MapReduce is a programming model for processing vast amounts of data. One of the reasons that it works so well is because it exploits a sweet spot of modern disk drive technology trends. In essence MapReduce works by repeatedly sorting and merging data that is streamed to and from disk at the
transfer rate of the disk. Contrast this to accessing data from a relational database that operates at the
seek rate of the disk (seeking is the process of moving the disk's head to a particular place on the disk to read or write data).
So why is this interesting? Well, look at the trends in seek time and transfer rate. Seek time has grown at about 5% a year, whereas transfer rate at about 20%
[1]. Seek time is growing more slowly than transfer rate -
so it pays to use a model that operates at the transfer rate. Which is what MapReduce does. I first saw this observation in Doug Cutting's talk, with Eric Baldeschwieler, at
OSCON last year, where he worked through the numbers for updating a 1 terabyte database using the two paradigms B-Tree (seek-limited) and Sort/Merge (transfer-limited). (See the
slides and
video for more detail.)
The general point was well summed up by Jim Gray in an
interview in ACM Queue from 2003:
... programmers have to start thinking of the disk as a sequential device rather than a random access device.

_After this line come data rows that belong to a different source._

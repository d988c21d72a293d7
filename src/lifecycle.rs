//! Client-side state for a signed-in user’s recordings.
//!
//! [`Library`] holds the cached list, the capture session, the selection
//! and the displayed summary. Renames and deletes are applied to the
//! cache before the server confirms them; when the server refuses, the
//! whole cache is replaced by a fresh listing rather than rolled back
//! field by field.

use futures::future::BoxFuture;
use log::{debug, warn, Logger};
use thiserror::Error;
use url::Url;
use uuid::Uuid;

use crate::errors::ErrorKind;
use crate::recording::{Recording, RecordingName};
use crate::routes::response::Failure;

mod capture;
pub mod http;
mod local;

pub use capture::{Capture, PendingAudio};
pub use http::HttpApi;

/// Shown in place of a summary when summarizing fails.
pub const SUMMARY_FAILED_MESSAGE: &str = "Failed to summarize audio.";

/// The signed-in user, as reported by the authentication provider.
#[derive(Clone, Debug, PartialEq)]
pub struct Identity {
    pub user_id: String,
    pub email: String,
}

impl Identity {
    pub fn new(user_id: impl Into<String>, email: impl Into<String>) -> Self {
        Identity {
            user_id: user_id.into(),
            email: email.into(),
        }
    }
}

/// The server operations the library relies on.
pub trait RecordingsApi: Send + Sync {
    /// The user’s recordings, newest first.
    fn list<'a>(&'a self, user_id: &'a str) -> BoxFuture<'a, Result<Vec<Recording>, Failure>>;

    /// Stores the audio and its metadata.
    fn upload<'a>(
        &'a self,
        identity: &'a Identity,
        name: &'a str,
        audio: &'a PendingAudio,
    ) -> BoxFuture<'a, Result<Recording, Failure>>;

    fn rename<'a>(&'a self, id: &'a Uuid, new_name: &'a str) -> BoxFuture<'a, Result<Recording, Failure>>;

    fn delete<'a>(&'a self, id: &'a Uuid) -> BoxFuture<'a, Result<(), Failure>>;

    fn summarize<'a>(&'a self, audio_url: &'a Url) -> BoxFuture<'a, Result<String, Failure>>;
}

#[derive(Debug, Error)]
pub enum LifecycleError {
    #[error("a capture is already in progress")]
    CaptureBusy,

    #[error("no capture is running")]
    NotCapturing,

    #[error("no captured audio is waiting to be saved")]
    NothingCaptured,

    #[error("name must not be empty")]
    EmptyName,

    #[error("no recording is selected")]
    NotSelected,

    #[error("recording {0} is not in the list")]
    UnknownRecording(Uuid),

    #[error("{kind:?}: {message}")]
    Api { kind: ErrorKind, message: String },
}

impl From<Failure> for LifecycleError {
    fn from(failure: Failure) -> Self {
        LifecycleError::Api {
            kind: failure.kind,
            message: failure.message,
        }
    }
}

pub struct Library<A> {
    api: A,
    identity: Identity,
    logger: Logger,
    capture: Capture,
    recordings: Vec<Recording>,
    selected: Option<Uuid>,
    summary: Option<String>,
}

impl<A: RecordingsApi> Library<A> {
    /// Creates an empty library. Call [`Library::refresh`] to load the
    /// user’s recordings.
    pub fn new(api: A, identity: Identity, logger: Logger) -> Self {
        Library {
            api,
            identity,
            logger,
            capture: Capture::Idle,
            recordings: vec![],
            selected: None,
            summary: None,
        }
    }

    pub fn api(&self) -> &A {
        &self.api
    }

    pub fn identity(&self) -> &Identity {
        &self.identity
    }

    /// The cached list, newest first.
    pub fn recordings(&self) -> &[Recording] {
        &self.recordings
    }

    pub fn capture(&self) -> &Capture {
        &self.capture
    }

    pub fn selected(&self) -> Option<&Recording> {
        let id = self.selected?;

        self.recordings.iter().find(|r| r.id == id)
    }

    /// The text shown in the detail view, if any.
    pub fn summary(&self) -> Option<&str> {
        self.summary.as_deref()
    }

    pub fn start_capture(&mut self) -> Result<(), LifecycleError> {
        self.capture.start()
    }

    pub fn stop_capture(&mut self, raw: Vec<u8>, content_type: &str) -> Result<(), LifecycleError> {
        self.capture.stop(PendingAudio::new(raw, content_type))
    }

    pub fn begin_naming(&mut self) -> Result<(), LifecycleError> {
        self.capture.begin_naming()
    }

    pub fn discard_capture(&mut self) -> Result<(), LifecycleError> {
        self.capture.discard()
    }

    /// Uploads the audio being named. A blank name is refused without
    /// contacting the server. If the upload fails the audio is kept so
    /// that saving can be retried.
    pub async fn save(&mut self, name: &str) -> Result<Recording, LifecycleError> {
        if !matches!(self.capture, Capture::Naming(_)) {
            return Err(LifecycleError::NothingCaptured);
        }

        let name = RecordingName::new(name).map_err(|_| LifecycleError::EmptyName)?;
        let audio = self.capture.take_for_upload()?;

        debug!(self.logger, "Uploading recording..."; "name" => name.as_str(), "size" => audio.raw.len());

        let result = self.api.upload(&self.identity, name.as_str(), &audio).await;

        match result {
            Ok(recording) => {
                self.recordings.insert(0, recording.clone());
                self.capture = Capture::Idle;

                Ok(recording)
            }
            Err(failure) => {
                warn!(self.logger, "Upload failed"; "kind" => ?failure.kind, "message" => &failure.message);
                self.capture = Capture::Naming(audio);

                Err(failure.into())
            }
        }
    }

    /// Replaces the cached list with the server’s.
    pub async fn refresh(&mut self) -> Result<(), LifecycleError> {
        let recordings = self.api.list(&self.identity.user_id).await?;

        debug!(self.logger, "Refreshed recordings"; "count" => recordings.len());
        self.recordings = recordings;

        if self.selected().is_none() {
            self.clear_selection();
        }

        Ok(())
    }

    pub async fn rename(&mut self, id: &Uuid, new_name: &str) -> Result<Recording, LifecycleError> {
        let name = RecordingName::new(new_name).map_err(|_| LifecycleError::EmptyName)?;

        if let Some(cached) = self.recordings.iter_mut().find(|r| r.id == *id) {
            cached.name = name.as_str().to_owned();
        }

        let result = self.api.rename(id, name.as_str()).await;

        match result {
            Ok(recording) => {
                if let Some(cached) = self.recordings.iter_mut().find(|r| r.id == *id) {
                    *cached = recording.clone();
                }

                Ok(recording)
            }
            Err(failure) => {
                self.reconcile(&failure).await;
                Err(failure.into())
            }
        }
    }

    pub async fn delete(&mut self, id: &Uuid) -> Result<(), LifecycleError> {
        self.recordings.retain(|r| r.id != *id);

        if self.selected == Some(*id) {
            self.clear_selection();
        }

        let result = self.api.delete(id).await;

        match result {
            Ok(()) => Ok(()),
            Err(failure) => {
                self.reconcile(&failure).await;
                Err(failure.into())
            }
        }
    }

    /// Selects a cached recording, replacing whatever summary was shown
    /// with the one stored on the recording, if any.
    pub fn select(&mut self, id: &Uuid) -> Result<&Recording, LifecycleError> {
        let index = self
            .recordings
            .iter()
            .position(|r| r.id == *id)
            .ok_or(LifecycleError::UnknownRecording(*id))?;

        self.selected = Some(*id);
        self.summary = self.recordings[index].summary.clone();

        Ok(&self.recordings[index])
    }

    pub fn clear_selection(&mut self) {
        self.selected = None;
        self.summary = None;
    }

    /// Summarizes the selected recording. Nothing is cached: asking
    /// again fetches and generates again.
    pub async fn summarize(&mut self) -> Result<String, LifecycleError> {
        let audio_url = self
            .selected()
            .map(|r| r.audio_url.clone())
            .ok_or(LifecycleError::NotSelected)?;

        self.summary = None;

        let result = self.api.summarize(&audio_url).await;

        match result {
            Ok(summary) => {
                self.summary = Some(summary.clone());
                Ok(summary)
            }
            Err(failure) => {
                warn!(self.logger, "Summary failed"; "kind" => ?failure.kind, "message" => &failure.message);
                self.summary = Some(SUMMARY_FAILED_MESSAGE.to_owned());

                Err(failure.into())
            }
        }
    }

    /// Throws away optimistic edits by listing again.
    async fn reconcile(&mut self, failure: &Failure) {
        warn!(self.logger, "Server refused change, refreshing"; "kind" => ?failure.kind, "message" => &failure.message);

        if let Err(e) = self.refresh().await {
            warn!(self.logger, "Failed to refresh recordings"; "error" => %e);
        }
    }
}
//! Page - the fundamental 4KB unit of storage.
//!
//! A [`Page`] is a raw 4KB byte array that serves as the unit of I/O
//! between disk and memory. The pager caches pages; the B-tree interprets
//! their bytes through typed node views.

use crate::common::config::PAGE_SIZE;
use crate::common::PageId;

use super::node_header::{NodeHeader, NodeType};

/// A page of data (4KB, 4KB-aligned).
///
/// # Clone Implementation
/// `Page` does NOT implement `Clone` in production code (copying 4KB should
/// be explicit, see [`Page::copy_from`]). A `#[cfg(test)]` Clone is provided
/// for tests.
///
/// # Example
/// ```
/// use tinytable::storage::page::Page;
///
/// let mut page = Page::new();
/// page.as_mut_slice()[0] = 0xFF;
/// assert_eq!(page.as_slice()[0], 0xFF);
/// ```
#[repr(align(4096))]
pub struct Page {
    data: [u8; PAGE_SIZE],
}

impl Page {
    /// Create a new zeroed page.
    #[inline]
    pub fn new() -> Self {
        Self {
            data: [0u8; PAGE_SIZE],
        }
    }

    /// Get immutable slice of page data.
    #[inline]
    pub fn as_slice(&self) -> &[u8] {
        &self.data
    }

    /// Get mutable slice of page data.
    #[inline]
    pub fn as_mut_slice(&mut self) -> &mut [u8] {
        &mut self.data
    }

    /// Overwrite this page with the contents of another.
    pub fn copy_from(&mut self, other: &Page) {
        self.data.copy_from_slice(&other.data);
    }

    /// Get the size of a page.
    #[inline]
    pub const fn size() -> usize {
        PAGE_SIZE
    }

    /// Node type byte, or `None` if it is not a known type.
    #[inline]
    pub fn node_type(&self) -> Option<NodeType> {
        NodeType::from_u8(self.data[NodeHeader::OFFSET_NODE_TYPE])
    }

    #[inline]
    pub fn is_root(&self) -> bool {
        self.data[NodeHeader::OFFSET_IS_ROOT] != 0
    }

    #[inline]
    pub fn set_root(&mut self, is_root: bool) {
        self.data[NodeHeader::OFFSET_IS_ROOT] = u8::from(is_root);
    }

    #[inline]
    pub fn parent(&self) -> PageId {
        let o = NodeHeader::OFFSET_PARENT;
        PageId::new(u32::from_le_bytes([
            self.data[o],
            self.data[o + 1],
            self.data[o + 2],
            self.data[o + 3],
        ]))
    }

    #[inline]
    pub fn set_parent(&mut self, parent: PageId) {
        let o = NodeHeader::OFFSET_PARENT;
        self.data[o..o + 4].copy_from_slice(&parent.0.to_le_bytes());
    }
}

impl Default for Page {
    fn default() -> Self {
        Self::new()
    }
}

// Clone only available in tests - forces explicit copying in production
#[cfg(test)]
impl Clone for Page {
    fn clone(&self) -> Self {
        let mut new_page = Page::new();
        new_page.copy_from(self);
        new_page
    }
}

#[cfg(test)]
mod tests {
    use super::*;

    #[test]
    fn test_page_size_and_alignment() {
        assert_eq!(std::mem::size_of::<Page>(), PAGE_SIZE);
        assert_eq!(std::mem::align_of::<Page>(), 4096);
    }

    #[test]
    fn test_page_read_write() {
        let mut page = Page::new();

        page.as_mut_slice()[0] = 0xFF;
        page.as_mut_slice()[4095] = 0xCD;

        assert_eq!(page.as_slice()[0], 0xFF);
        assert_eq!(page.as_slice()[4095], 0xCD);
    }

    #[test]
    fn test_copy_from() {
        let mut src = Page::new();
        src.as_mut_slice()[100] = 0xAB;

        let mut dst = Page::new();
        dst.as_mut_slice()[7] = 0x11;
        dst.copy_from(&src);

        assert_eq!(dst.as_slice()[100], 0xAB);
        assert_eq!(dst.as_slice()[7], 0);
    }

    #[test]
    fn test_header_accessors() {
        let mut page = Page::new();
        // A zeroed page reads as a non-root internal node.
        assert_eq!(page.node_type(), Some(NodeType::Internal));
        assert!(!page.is_root());

        let mut header = NodeHeader::new(NodeType::Leaf);
        header.parent = PageId::new(9);
        header.write_to(page.as_mut_slice());
        assert_eq!(page.node_type(), Some(NodeType::Leaf));
        assert_eq!(page.parent(), PageId::new(9));

        page.set_root(true);
        page.set_parent(PageId::new(12));
        assert!(page.is_root());
        assert_eq!(page.parent(), PageId::new(12));
        assert_eq!(page.node_type(), Some(NodeType::Leaf));
    }
}
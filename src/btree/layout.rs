//! Byte layout of B-tree node pages.
//!
//! ```text
//! Leaf node                          Internal node
//! ┌──────────────────────────┐       ┌──────────────────────────┐
//! │ common header  (6)       │       │ common header  (6)       │
//! │ num_cells      (4)       │       │ num_keys       (4)       │
//! │ next_leaf      (4)       │       │ right_child    (4)       │
//! ├──────────────────────────┤       ├──────────────────────────┤
//! │ key (4) │ row (291)      │ × 13  │ child (4) │ key (4)      │ × 3
//! └──────────────────────────┘       └──────────────────────────┘
//! ```

use crate::common::config::PAGE_SIZE;
use crate::row::ROW_SIZE;
use crate::storage::page::NodeHeader;

/*
 * Common node header
 */
pub const COMMON_NODE_HEADER_SIZE: usize = NodeHeader::SIZE;

/*
 * Leaf node header
 */
pub const LEAF_NODE_NUM_CELLS_SIZE: usize = std::mem::size_of::<u32>();
pub const LEAF_NODE_NUM_CELLS_OFFSET: usize = COMMON_NODE_HEADER_SIZE;
pub const LEAF_NODE_NEXT_LEAF_SIZE: usize = std::mem::size_of::<u32>();
pub const LEAF_NODE_NEXT_LEAF_OFFSET: usize = LEAF_NODE_NUM_CELLS_OFFSET + LEAF_NODE_NUM_CELLS_SIZE;
pub const LEAF_NODE_HEADER_SIZE: usize =
    COMMON_NODE_HEADER_SIZE + LEAF_NODE_NUM_CELLS_SIZE + LEAF_NODE_NEXT_LEAF_SIZE;

/*
 * Leaf node body
 */
pub const LEAF_NODE_KEY_SIZE: usize = std::mem::size_of::<u32>();
pub const LEAF_NODE_KEY_OFFSET: usize = 0;
pub const LEAF_NODE_VALUE_SIZE: usize = ROW_SIZE;
pub const LEAF_NODE_VALUE_OFFSET: usize = LEAF_NODE_KEY_OFFSET + LEAF_NODE_KEY_SIZE;
pub const LEAF_NODE_CELL_SIZE: usize = LEAF_NODE_KEY_SIZE + LEAF_NODE_VALUE_SIZE;
pub const LEAF_NODE_SPACE_FOR_CELLS: usize = PAGE_SIZE - LEAF_NODE_HEADER_SIZE;
pub const LEAF_NODE_MAX_CELLS: usize = LEAF_NODE_SPACE_FOR_CELLS / LEAF_NODE_CELL_SIZE;

/// Cells that move to the new sibling when a full leaf splits.
pub const LEAF_NODE_RIGHT_SPLIT_COUNT: usize = (LEAF_NODE_MAX_CELLS + 1) / 2;
/// Cells that stay in the original leaf: `ceil((MAX + 1) / 2)`.
pub const LEAF_NODE_LEFT_SPLIT_COUNT: usize =
    (LEAF_NODE_MAX_CELLS + 1) - LEAF_NODE_RIGHT_SPLIT_COUNT;

/*
 * Internal node header
 */
pub const INTERNAL_NODE_NUM_KEYS_SIZE: usize = std::mem::size_of::<u32>();
pub const INTERNAL_NODE_NUM_KEYS_OFFSET: usize = COMMON_NODE_HEADER_SIZE;
pub const INTERNAL_NODE_RIGHT_CHILD_SIZE: usize = std::mem::size_of::<u32>();
pub const INTERNAL_NODE_RIGHT_CHILD_OFFSET: usize =
    INTERNAL_NODE_NUM_KEYS_OFFSET + INTERNAL_NODE_NUM_KEYS_SIZE;
pub const INTERNAL_NODE_HEADER_SIZE: usize =
    COMMON_NODE_HEADER_SIZE + INTERNAL_NODE_NUM_KEYS_SIZE + INTERNAL_NODE_RIGHT_CHILD_SIZE;

/*
 * Internal node body
 */
pub const INTERNAL_NODE_CHILD_SIZE: usize = std::mem::size_of::<u32>();
pub const INTERNAL_NODE_KEY_SIZE: usize = std::mem::size_of::<u32>();
pub const INTERNAL_NODE_CELL_SIZE: usize = INTERNAL_NODE_CHILD_SIZE + INTERNAL_NODE_KEY_SIZE;

/// Kept deliberately small so that multi-level trees appear after a few
/// dozen rows.
pub const INTERNAL_NODE_MAX_CELLS: usize = 3;

/// Leaf next-pointer value meaning "last leaf". Page 0 is always the root,
/// so it can never be a leaf's successor.
pub const NO_NEXT_LEAF: u32 = 0;
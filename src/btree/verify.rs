//! Structural consistency check.
//!
//! [`BTree::verify`] walks every node from the root and checks:
//! - node type tags and cell counts are valid
//! - only page 0 carries the root flag
//! - every child points back at its parent
//! - keys are strictly ascending within a node and stay inside the range
//!   their ancestors allow
//! - each internal cell key equals the max key of its child subtree
//! - every internal node has a right child
//! - all leaves sit at the same depth
//! - the leaf chain visits exactly the leaves, in key order

use std::collections::HashSet;
use std::fmt;

use crate::btree::BTree;
use crate::common::{Error, PageId, Result};
use crate::storage::page::NodeType;

/// Shape of a tree that passed [`BTree::verify`].
#[derive(Debug, Clone, Copy, PartialEq, Eq, Default)]
pub struct TreeSummary {
    /// Levels from root to leaves, 1 for a lone root leaf.
    pub depth: usize,
    pub leaves: usize,
    pub internal_nodes: usize,
    pub rows: usize,
}

impl fmt::Display for TreeSummary {
    fn fmt(&self, f: &mut fmt::Formatter<'_>) -> fmt::Result {
        write!(
            f,
            "depth={} leaves={} internal={} rows={}",
            self.depth, self.leaves, self.internal_nodes, self.rows
        )
    }
}

/// Key range a subtree must respect: `lower < key <= upper`.
#[derive(Debug, Clone, Copy)]
struct Bounds {
    lower: Option<u32>,
    upper: Option<u32>,
}

impl Bounds {
    const ALL: Bounds = Bounds {
        lower: None,
        upper: None,
    };

    fn contains(&self, key: u32) -> bool {
        self.lower.is_none_or(|low| key > low) && self.upper.is_none_or(|high| key <= high)
    }
}

#[derive(Default)]
struct Walk {
    visited: HashSet<PageId>,
    leaves: Vec<PageId>,
    leaf_depth: Option<usize>,
    summary: TreeSummary,
}

impl BTree {
    /// Check every structural invariant of the tree.
    ///
    /// # Errors
    /// - `Error::Corrupted` describing the first violation found
    pub fn verify(&mut self) -> Result<TreeSummary> {
        let mut walk = Walk::default();
        self.verify_node(self.root, None, Bounds::ALL, 1, &mut walk)?;
        self.verify_leaf_chain(&walk.leaves)?;

        walk.summary.depth = walk.leaf_depth.unwrap_or(1);
        Ok(walk.summary)
    }

    /// Verify the subtree at `page_id` and return its max key, `None` only
    /// for an empty root leaf.
    fn verify_node(
        &mut self,
        page_id: PageId,
        parent: Option<PageId>,
        bounds: Bounds,
        depth: usize,
        walk: &mut Walk,
    ) -> Result<Option<u32>> {
        if !walk.visited.insert(page_id) {
            return Err(Error::corrupted(format!("{} is reachable twice", page_id)));
        }

        let page = self.pager.page(page_id)?;
        let node_type = crate::btree::node::node_type(page, page_id)?;

        match parent {
            None if !page.is_root() => {
                return Err(Error::corrupted(format!("{} is not marked as root", page_id)));
            }
            Some(_) if page.is_root() => {
                return Err(Error::corrupted(format!(
                    "{} is marked as root but is not the root",
                    page_id
                )));
            }
            Some(parent) if page.parent() != parent => {
                return Err(Error::corrupted(format!(
                    "{} has parent {}, expected {}",
                    page_id,
                    page.parent(),
                    parent
                )));
            }
            _ => {}
        }

        match node_type {
            NodeType::Leaf => {
                let leaf = page.leaf();
                let keys: Vec<u32> = (0..leaf.num_cells()).map(|i| leaf.key(i)).collect();
                check_keys(page_id, &keys, bounds)?;

                if keys.is_empty() && parent.is_some() {
                    return Err(Error::corrupted(format!(
                        "{} is an empty non-root leaf",
                        page_id
                    )));
                }
                match walk.leaf_depth {
                    None => walk.leaf_depth = Some(depth),
                    Some(expected) if expected != depth => {
                        return Err(Error::corrupted(format!(
                            "{} is a leaf at depth {}, other leaves are at depth {}",
                            page_id, depth, expected
                        )));
                    }
                    Some(_) => {}
                }

                walk.leaves.push(page_id);
                walk.summary.leaves += 1;
                walk.summary.rows += keys.len();
                Ok(keys.last().copied())
            }
            NodeType::Internal => {
                let node = page.internal();
                let keys: Vec<u32> = (0..node.num_keys()).map(|i| node.key(i)).collect();
                let children = node.children();
                check_keys(page_id, &keys, bounds)?;

                if keys.is_empty() {
                    return Err(Error::corrupted(format!(
                        "{} is an internal node with no keys",
                        page_id
                    )));
                }
                if !node.right_child().is_valid() {
                    return Err(Error::corrupted(format!("{} has no right child", page_id)));
                }
                walk.summary.internal_nodes += 1;

                let mut lower = bounds.lower;
                let mut max = None;
                for (i, &child) in children.iter().enumerate() {
                    let upper = keys.get(i).copied().or(bounds.upper);
                    let child_bounds = Bounds { lower, upper };
                    let child_max =
                        self.verify_node(child, Some(page_id), child_bounds, depth + 1, walk)?;

                    if let Some(&separator) = keys.get(i) {
                        if child_max != Some(separator) {
                            return Err(Error::corrupted(format!(
                                "{} separator {} does not match max key {:?} of {}",
                                page_id, separator, child_max, child
                            )));
                        }
                    }
                    lower = upper;
                    max = child_max;
                }
                Ok(max)
            }
        }
    }

    /// Follow next-leaf pointers from the first leaf and compare against the
    /// leaves found by descending.
    fn verify_leaf_chain(&mut self, leaves: &[PageId]) -> Result<()> {
        let Some(&first) = leaves.first() else {
            return Ok(());
        };

        let mut current = Some(first);
        for (position, &expected) in leaves.iter().enumerate() {
            match current {
                Some(page_id) if page_id == expected => {
                    current = self.pager.page(page_id)?.leaf().next_leaf();
                }
                other => {
                    return Err(Error::corrupted(format!(
                        "leaf chain reaches {:?} at position {}, expected {}",
                        other, position, expected
                    )));
                }
            }
        }

        if let Some(extra) = current {
            return Err(Error::corrupted(format!(
                "leaf chain continues to {} past the last leaf",
                extra
            )));
        }
        Ok(())
    }
}

fn check_keys(page_id: PageId, keys: &[u32], bounds: Bounds) -> Result<()> {
    if let Some(pair) = keys.windows(2).find(|pair| pair[0] >= pair[1]) {
        return Err(Error::corrupted(format!(
            "{} keys out of order: {} then {}",
            page_id, pair[0], pair[1]
        )));
    }
    if let Some(&key) = keys.iter().find(|&&key| !bounds.contains(key)) {
        return Err(Error::corrupted(format!(
            "{} key {} outside range ({:?}, {:?}]",
            page_id, key, bounds.lower, bounds.upper
        )));
    }
    Ok(())
}

#[cfg(test)]
mod tests {
    use crate::btree::layout::LEAF_NODE_MAX_CELLS;
    use crate::btree::test_util::*;
    use crate::{Error, PageId};

    #[test]
    fn test_verify_empty_tree() {
        let (mut tree, _dir) = create_test_tree(16);
        let summary = tree.verify().unwrap();

        assert_eq!(summary.depth, 1);
        assert_eq!(summary.leaves, 1);
        assert_eq!(summary.internal_nodes, 0);
        assert_eq!(summary.rows, 0);
    }

    #[test]
    fn test_verify_after_split() {
        let (mut tree, _dir) = create_test_tree(16);
        for id in 1..=(LEAF_NODE_MAX_CELLS as u32 + 1) {
            tree.insert(&row(id)).unwrap();
        }

        let summary = tree.verify().unwrap();
        assert_eq!(summary.depth, 2);
        assert_eq!(summary.leaves, 2);
        assert_eq!(summary.internal_nodes, 1);
        assert_eq!(summary.rows, LEAF_NODE_MAX_CELLS + 1);
    }

    #[test]
    fn test_verify_large_tree() {
        let (mut tree, _dir) = create_test_tree(512);
        for id in (1..=300).rev() {
            tree.insert(&row(id * 3)).unwrap();
        }

        let summary = tree.verify().unwrap();
        assert_eq!(summary.rows, 300);
        assert_eq!(summary.depth, tree.depth().unwrap());
        assert_eq!(
            summary.leaves + summary.internal_nodes,
            tree.pager().num_pages() as usize
        );
    }

    #[test]
    fn test_verify_detects_wrong_separator() {
        let (mut tree, _dir) = create_test_tree(16);
        for id in 1..=20 {
            tree.insert(&row(id)).unwrap();
        }

        tree.pager
            .page_mut(PageId::ROOT)
            .unwrap()
            .internal_mut()
            .set_key(0, 3);
        assert!(matches!(tree.verify(), Err(Error::Corrupted(_))));
    }

    #[test]
    fn test_verify_detects_bad_parent() {
        let (mut tree, _dir) = create_test_tree(16);
        for id in 1..=20 {
            tree.insert(&row(id)).unwrap();
        }

        let child = tree.pager.page(PageId::ROOT).unwrap().internal().child(0);
        tree.pager.page_mut(child).unwrap().set_parent(PageId::new(9));
        assert!(matches!(tree.verify(), Err(Error::Corrupted(_))));
    }

    #[test]
    fn test_verify_detects_broken_leaf_chain() {
        let (mut tree, _dir) = create_test_tree(16);
        for id in 1..=20 {
            tree.insert(&row(id)).unwrap();
        }

        let first = tree.start().unwrap().page();
        tree.pager.page_mut(first).unwrap().leaf_mut().set_next_leaf(None);
        assert!(matches!(tree.verify(), Err(Error::Corrupted(_))));
    }

    #[test]
    fn test_verify_detects_cycle() {
        let (mut tree, _dir) = create_test_tree(16);
        for id in 1..=20 {
            tree.insert(&row(id)).unwrap();
        }

        let left = tree.pager.page(PageId::ROOT).unwrap().internal().child(0);
        tree.pager
            .page_mut(PageId::ROOT)
            .unwrap()
            .internal_mut()
            .set_right_child(left);
        assert!(matches!(tree.verify(), Err(Error::Corrupted(_))));
    }
}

Or the more pithy: "Disks have become tapes." (Quoted by
David DeWitt.)
But even the growth of transfer rate is dwarfed by another measure of disk drives - capacity, which is growing at about 50% a year. David DeWitt
argues that since the effective transfer rate of drives is falling we need database systems that work with this trend - such as column-store databases and wider use of compression (since this effectively increases the transfer rate of a disk). Of existing databases he says:
Already we see transaction processing systems running on farms of mostly empty disk drives to obtain enough seeks/second to satisfy their transaction processing rates.
But this applies to transfer rate too (or if it doesn't yet, it will). Replace "seeks" with "transfers" and "transaction processing" with "MapReduce" and I think over time we'll start seeing Hadoop installations that choose to use large numbers of smaller capacity disks to maximize their processing rates.
[1] See Trends in Disk Technology by Michael D. Dahlin for changes between 1987-1994. For the period since then these figures still hold - as it's relatively easy to check using manufacturer's data sheets, although with seek time it's harder to tell since the definitions seem to change from year to year and from manufacturer to manufacturer. Still, 5% is generous.